Solve truth table task

Question

I am solving next task: $$\left(x \vee y\right) \rightarrow \bar{x}$$

I assume that line above $\bar{x}$ makes it opposite of $x$ and my solving is this: $$\begin{array}{|cc|c|c|c|} \hline x &y & x\lor y &x & \left(x \vee y\right) \rightarrow \bar{x} \\ \hline \text{T} & \text{T} & \text{T} & \text{T} & \text{F} \\ \text{T} & \text{F} & \text{T} & \text{F} & \text{F} \\ \text{F} & \text{T} & \text{T} & \text{T} & \text{T} \\ \text{F} & \text{F} & \text{F} & \text{T} & \text{T} \\ \hline \end{array}$$ Does my calculations correct?

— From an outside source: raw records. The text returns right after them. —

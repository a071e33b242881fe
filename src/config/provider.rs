//! Upstream provider configuration

use serde::Deserialize;
use std::time::Duration;

use super::error::ValidationError;

/// Upstream AI provider configuration
#[derive(Debug, Clone, Deserialize)]
pub struct ProviderConfig {
    /// Base URL of the provider API (no trailing slash)
    #[serde(default = "default_base_url")]
    pub base_url: String,

    /// Default API key, used when an instance has no override
    pub api_key: Option<String>,

    /// Per-request timeout in seconds for non-streaming calls
    #[serde(default = "default_timeout")]
    pub timeout_secs: u64,

    /// Value of the assistants beta header
    #[serde(default = "default_assistants_beta")]
    pub assistants_beta: String,
}

impl ProviderConfig {
    /// Get timeout as Duration
    pub fn timeout(&self) -> Duration {
        Duration::from_secs(self.timeout_secs)
    }

    /// Check if a default key is configured
    pub fn has_api_key(&self) -> bool {
        self.api_key.as_ref().is_some_and(|k| !k.is_empty())
    }

    /// Validate provider configuration
    pub fn validate(&self) -> Result<(), ValidationError> {
        if !self.base_url.starts_with("http://") && !self.base_url.starts_with("https://") {
            return Err(ValidationError::InvalidBaseUrl);
        }
        if self.timeout_secs == 0 || self.timeout_secs > 300 {
            return Err(ValidationError::InvalidTimeout);
        }
        Ok(())
    }
}

impl Default for ProviderConfig {
    fn default() -> Self {
        Self {
            base_url: default_base_url(),
            api_key: None,
            timeout_secs: default_timeout(),
            assistants_beta: default_assistants_beta(),
        }
    }
}

fn default_base_url() -> String {
    "https://api.openai.com/v1".to_string()
}

fn default_timeout() -> u64 {
    30
}

fn default_assistants_beta() -> String {
    "assistants=v2".to_string()
}
//! Foundation module - Shared domain primitives.
//!
//! Identifiers, timestamps, identity types and validation errors that the
//! rest of the gateway is written in terms of.

mod auth;
mod errors;
mod ids;
mod timestamp;

pub use auth::{AuthError, AuthenticatedUser};
pub use errors::ValidationError;
pub use ids::{AgentId, InstanceId, RequestId, RunId, ThreadId, UserId};
pub use timestamp::Timestamp;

If not why?

EDITED

Answer 1

$$\begin{align} &x &y &&x\lor y &&\bar x &&(x \vee y) \to\bar x \\ &T &T &&T &&\color{red}F &&F \\ &T &F &&T &&F &&F\\ &F &T &&T &&T &&T\\ &F &F &&F &&T &&T \end{align}$$

$(x \vee y)$ is your hypothesis, the conditional statement is only false when the hypothesis $(x \vee y)$ is true, and your conclusion ($\bar x$) is false. When you hypothesis is false, the conditional statement is true by default.

Answer 2

$$\begin{align} &x &y &&x\lor y &&\bar{x} &&(x \vee y) \rightarrow \bar{x} \\ &T &T &&T &&F &&F \\ &T &F &&T &&F &&F\\ &F &T &&T &&T &&T\\ &F &F &&F &&T &&T \end{align}$$

Think of it this way: If the premise is true, then the conclusion must be true as well. The premise being true is necessary for the conclusion to be true. For your argument to be valid, if the premise is true then the conclusion cannot be false.